Mortality, gender, and the plague of 1361–2 on the estate of the bishop of Winchester
By John Mullan
Cardiff Historical Papers: Cardiff School of History and Archaeology, Cardiff University (2007)
Abstract: By any estimate the great pestilence of the late 1340s – the Black Death – was the most catastrophic of epidemics to strike Western Europe in the Middle Ages, apparently indiscriminate of age or sex. A mortality rate of somewhere between a third and half of the population is generally agreed. The consequences of this horrifying disaster were to lead to profound long-term changes in the economic and societal order of the medieval West. It is hardly surprising, therefore, that this 1348–9 epidemic has dominated discussion of the later medieval plague pandemic. Whilst the broad outlines and much local detail are firmly in place, the nature and effect of the Black Death remain the focus of lively debate. The specific epidemiological nature of the contamination, for example, is not even settled. As old assumptions are challenged and new interpretations offered, the historiography of the Black Death continues to grow.
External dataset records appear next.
//! Grid overlay geometry.
//!
//! The grid is a guide for the person drawing. It is recomputed whenever
//! visibility toggles, the viewport changes, or the surface is cleared, and
//! it is never hit-tested or serialized.

use crate::doc::Point;

/// One guide line, end to end across the viewport.
#[derive(Debug, Clone, Copy, PartialEq)]
pub struct GridLine {
    pub from: Point,
    pub to: Point,
}

/// Vertical then horizontal lines every `spacing` units inside `width` x `height`.
///
/// Degenerate input (non-positive or non-finite spacing or size) yields no lines.
#[must_use]
pub fn grid_lines(width: f64, height: f64, spacing: f64) -> Vec<GridLine> {
    let valid = |v: f64| v.is_finite() && v > 0.0;
    if !valid(width) || !valid(height) || !valid(spacing) {
        return Vec::new();
    }

    let mut lines = Vec::new();
    let mut x = spacing;
    while x < width {
        lines.push(GridLine { from: Point::new(x, 0.0), to: Point::new(x, height) });
        x += spacing;
    }
    let mut y = spacing;
    while y < height {
        lines.push(GridLine { from: Point::new(0.0, y), to: Point::new(width, y) });
        y += spacing;
    }
    lines
}

#[cfg(test)]
mod tests {
    use super::*;

    #[test]
    fn lines_cover_both_axes() {
        let lines = grid_lines(100.0, 50.0, 20.0);
        // x = 20, 40, 60, 80 and y = 20, 40
        assert_eq!(lines.len(), 6);
        assert_eq!(lines[0], GridLine { from: Point::new(20.0, 0.0), to: Point::new(20.0, 50.0) });
        assert_eq!(lines[5], GridLine { from: Point::new(0.0, 40.0), to: Point::new(100.0, 40.0) });
    }

    #[test]
    fn degenerate_input_yields_nothing() {
        assert!(grid_lines(0.0, 100.0, 10.0).is_empty());
        assert!(grid_lines(100.0, 100.0, 0.0).is_empty());
        assert!(grid_lines(100.0, 100.0, f64::NAN).is_empty());
        assert!(grid_lines(100.0, -5.0, 10.0).is_empty());
    }
}
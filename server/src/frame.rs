//! Server-side frame helpers: replies, structured errors, inbound parsing.
//!
//! DESIGN
//! ======
//! The wire model lives in the `frames` crate and is shared with the client
//! crates. This module adds what only the relay needs: terminal replies that
//! correlate to a request through `parent_id`, and error frames built from
//! typed errors via [`ErrorCode`].
//!
//! Binary socket messages are protobuf frames; text messages are the same
//! frame as JSON.

use frames::{CodecError, Status};
use serde_json::{Value, json};

pub use frames::Frame;

/// Frame data key for error messages.
pub const FRAME_MESSAGE: &str = "message";

/// Frame data key for grepable error codes.
pub const FRAME_CODE: &str = "code";

/// Frame data key for the retryable flag on error frames.
pub const FRAME_RETRYABLE: &str = "retryable";

/// Grepable error code and retryable flag for structured error frames.
pub trait ErrorCode: std::fmt::Display {
    fn error_code(&self) -> &'static str;

    fn retryable(&self) -> bool {
        false
    }
}

#[derive(Debug, thiserror::Error)]
pub enum InboundError {
    #[error("invalid frame: {0}")]
    Codec(#[from] CodecError),
    #[error("invalid json: {0}")]
    Json(#[from] serde_json::Error),
}

impl ErrorCode for InboundError {
    fn error_code(&self) -> &'static str {
        "E_BAD_FRAME"
    }
}

/// Decode a binary socket message.
///
/// # Errors
///
/// Returns [`InboundError::Codec`] when the bytes are not a protobuf frame.
pub fn parse_binary(bytes: &[u8]) -> Result<Frame, InboundError> {
    Ok(frames::decode_frame(bytes)?)
}

/// Decode a JSON text socket message.
///
/// # Errors
///
/// Returns [`InboundError::Json`] when the text is not a JSON frame.
pub fn parse_text(text: &str) -> Result<Frame, InboundError> {
    Ok(serde_json::from_str(text)?)
}

/// Reply constructors for request frames.
pub trait Reply {
    /// Successful terminal reply with an empty payload.
    fn done(&self) -> Frame;

    /// Error reply from a plain message. Terminal.
    fn error(&self, message: impl Into<String>) -> Frame;

    /// Structured error reply from a typed error. Terminal.
    fn error_from(&self, err: &(impl ErrorCode + ?Sized)) -> Frame;
}

impl Reply for Frame {
    fn done(&self) -> Frame {
        reply(self, Status::Done, json!({}))
    }

    fn error(&self, message: impl Into<String>) -> Frame {
        reply(self, Status::Error, json!({ FRAME_MESSAGE: message.into() }))
    }

    fn error_from(&self, err: &(impl ErrorCode + ?Sized)) -> Frame {
        reply(
            self,
            Status::Error,
            json!({
                FRAME_CODE: err.error_code(),
                FRAME_MESSAGE: err.to_string(),
                FRAME_RETRYABLE: err.retryable(),
            }),
        )
    }
}

/// Inherits `parent_id`, `session_id` and `syscall` from the request.
fn reply(req: &Frame, status: Status, data: Value) -> Frame {
    let mut frame = Frame::request(req.syscall.clone(), data);
    frame.parent_id = Some(req.id.clone());
    frame.session_id.clone_from(&req.session_id);
    frame.status = status;
    frame
}

/// Error frame not tied to any request, e.g. for input that did not parse.
#[must_use]
pub fn gateway_error(err: &(impl ErrorCode + ?Sized)) -> Frame {
    let mut frame = Frame::request(
        "gateway:error",
        json!({ FRAME_CODE: err.error_code(), FRAME_MESSAGE: err.to_string() }),
    );
    frame.status = Status::Error;
    frame
}

#[cfg(test)]
#[path = "frame_test.rs"]
mod tests;
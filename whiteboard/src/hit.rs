//! Hit-testing for the select and eraser tools.
//!
//! Filled shapes and text hit anywhere inside their box. Strokes and
//! segments hit within half their stroke width plus [`HIT_SLOP`]. The grid
//! overlay is not in the document, so it can never be hit.

#[cfg(test)]
#[path = "hit_test.rs"]
mod hit_test;

use crate::consts::HIT_SLOP;
use crate::doc::{DocStore, DrawObject, ObjectId, ObjectKind, Point};

/// Topmost object under `pt`, if any.
#[must_use]
pub fn hit_test(pt: Point, doc: &DocStore) -> Option<ObjectId> {
    doc.sorted_objects()
        .into_iter()
        .rev()
        .find(|obj| object_contains(obj, pt, 0.0))
        .map(|obj| obj.id)
}

/// Every object within `radius` of `pt`, topmost first.
#[must_use]
pub fn hits_within(pt: Point, radius: f64, doc: &DocStore) -> Vec<ObjectId> {
    doc.sorted_objects()
        .into_iter()
        .rev()
        .filter(|obj| object_contains(obj, pt, radius))
        .map(|obj| obj.id)
        .collect()
}

fn object_contains(obj: &DrawObject, pt: Point, radius: f64) -> bool {
    let props = obj.props();
    let reach = props.stroke_width() / 2.0 + HIT_SLOP + radius;

    match obj.kind {
        ObjectKind::Stroke => {
            let points = props.points();
            match points.as_slice() {
                [] => false,
                [only] => distance(*only, pt) <= reach,
                _ => points
                    .windows(2)
                    .any(|seg| distance_to_segment(pt, seg[0], seg[1]) <= reach),
            }
        }
        ObjectKind::Line | ObjectKind::Arrow => {
            let a = Point::new(obj.x, obj.y);
            let b = Point::new(obj.x + obj.width, obj.y + obj.height);
            distance_to_segment(pt, a, b) <= reach
        }
        ObjectKind::Circle => {
            let rx = obj.width / 2.0 + radius;
            let ry = obj.height / 2.0 + radius;
            if rx <= 0.0 || ry <= 0.0 {
                return false;
            }
            let dx = (pt.x - (obj.x + obj.width / 2.0)) / rx;
            let dy = (pt.y - (obj.y + obj.height / 2.0)) / ry;
            dx * dx + dy * dy <= 1.0
        }
        ObjectKind::Rect | ObjectKind::Triangle | ObjectKind::Text | ObjectKind::Formula => obj.bounds_contain(pt, radius),
    }
}

fn distance(a: Point, b: Point) -> f64 {
    (a.x - b.x).hypot(a.y - b.y)
}

fn distance_to_segment(pt: Point, a: Point, b: Point) -> f64 {
    let (dx, dy) = (b.x - a.x, b.y - a.y);
    let len_sq = dx * dx + dy * dy;
    if len_sq == 0.0 {
        return distance(pt, a);
    }
    let t = (((pt.x - a.x) * dx + (pt.y - a.y) * dy) / len_sq).clamp(0.0, 1.0);
    distance(pt, Point::new(a.x + t * dx, a.y + t * dy))
}
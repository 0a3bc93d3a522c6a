//! Relay configuration parsed from environment variables.

use std::net::{IpAddr, Ipv4Addr, SocketAddr};

pub const DEFAULT_PORT: u16 = 3000;
pub const DEFAULT_CLIENT_CHANNEL_CAPACITY: usize = 256;
pub const DEFAULT_MAX_SNAPSHOT_BYTES: usize = 2 * 1024 * 1024;
pub const DEFAULT_CHAT_HISTORY_LIMIT: usize = 200;

#[derive(Debug, thiserror::Error, PartialEq, Eq)]
pub enum ConfigError {
    #[error("{var} is not valid: {value:?}")]
    Invalid { var: &'static str, value: String },
    #[error("{var} must be greater than zero")]
    Zero { var: &'static str },
}

#[derive(Debug, Clone, PartialEq, Eq)]
pub struct ServerConfig {
    pub bind_addr: IpAddr,
    pub port: u16,
    /// Outbound frames buffered per socket before broadcasts to it are dropped.
    pub client_channel_capacity: usize,
    pub max_snapshot_bytes: usize,
    /// Chat messages kept per room.
    pub chat_history_limit: usize,
}

impl Default for ServerConfig {
    fn default() -> Self {
        Self {
            bind_addr: IpAddr::V4(Ipv4Addr::UNSPECIFIED),
            port: DEFAULT_PORT,
            client_channel_capacity: DEFAULT_CLIENT_CHANNEL_CAPACITY,
            max_snapshot_bytes: DEFAULT_MAX_SNAPSHOT_BYTES,
            chat_history_limit: DEFAULT_CHAT_HISTORY_LIMIT,
        }
    }
}

impl ServerConfig {
    /// Build config from the process environment.
    ///
    /// Optional:
    /// - `BIND_ADDR`: default `0.0.0.0`
    /// - `PORT`: default 3000
    /// - `CLIENT_CHANNEL_CAPACITY`: default 256
    /// - `MAX_SNAPSHOT_BYTES`: default 2 MiB
    /// - `CHAT_HISTORY_LIMIT`: default 200
    ///
    /// # Errors
    ///
    /// Returns [`ConfigError`] when a variable is set but does not parse.
    pub fn from_env() -> Result<Self, ConfigError> {
        Self::from_lookup(|key| std::env::var(key).ok())
    }

    /// Same as [`Self::from_env`] over an arbitrary variable source.
    ///
    /// # Errors
    ///
    /// Returns [`ConfigError`] when a variable is set but does not parse.
    pub fn from_lookup(lookup: impl Fn(&str) -> Option<String>) -> Result<Self, ConfigError> {
        let defaults = Self::default();
        Ok(Self {
            bind_addr: parse_var(&lookup, "BIND_ADDR", defaults.bind_addr)?,
            port: parse_var(&lookup, "PORT", defaults.port)?,
            client_channel_capacity: non_zero(
                "CLIENT_CHANNEL_CAPACITY",
                parse_var(&lookup, "CLIENT_CHANNEL_CAPACITY", defaults.client_channel_capacity)?,
            )?,
            max_snapshot_bytes: non_zero(
                "MAX_SNAPSHOT_BYTES",
                parse_var(&lookup, "MAX_SNAPSHOT_BYTES", defaults.max_snapshot_bytes)?,
            )?,
            chat_history_limit: parse_var(&lookup, "CHAT_HISTORY_LIMIT", defaults.chat_history_limit)?,
        })
    }

    #[must_use]
    pub fn socket_addr(&self) -> SocketAddr {
        SocketAddr::new(self.bind_addr, self.port)
    }
}

fn parse_var<T: std::str::FromStr>(
    lookup: &impl Fn(&str) -> Option<String>,
    var: &'static str,
    default: T,
) -> Result<T, ConfigError> {
    match lookup(var) {
        None => Ok(default),
        Some(raw) => raw
            .trim()
            .parse()
            .map_err(|_| ConfigError::Invalid { var, value: raw }),
    }
}

fn non_zero(var: &'static str, value: usize) -> Result<usize, ConfigError> {
    if value == 0 {
        return Err(ConfigError::Zero { var });
    }
    Ok(value)
}

#[cfg(test)]
#[path = "config_test.rs"]
mod tests;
Considerably less attention to date has been devoted to the recurrent pestilences of the later Middle Ages, both national and regional. In England such epidemics occurred with greatest vigour in 1361–2, but also in 1369, 1379–83, 1389– 93, and on at least 13 further occasions in the following century. These later outbreaks occasioned lower rates of mortality. Historians’ chief interest has been in their cumulative effect on a persistently low level of population and fertility, rather than on individual epidemics.
Yet there are features of the recurrent outbreaks which distinguish them from the pandemic’s first visitation. In particular, some of them appear to have had the capricious and intriguing tendency to single out the wealthy and the young, especially young men. Although the sex-selective nature of the great second epidemic of 1361–2 was mentioned by chroniclers, such claims have been subject to little empirical analysis by historians. The aim of this paper is to address this deficiency by examining the entry fines from the estate of the bishop of Winchester.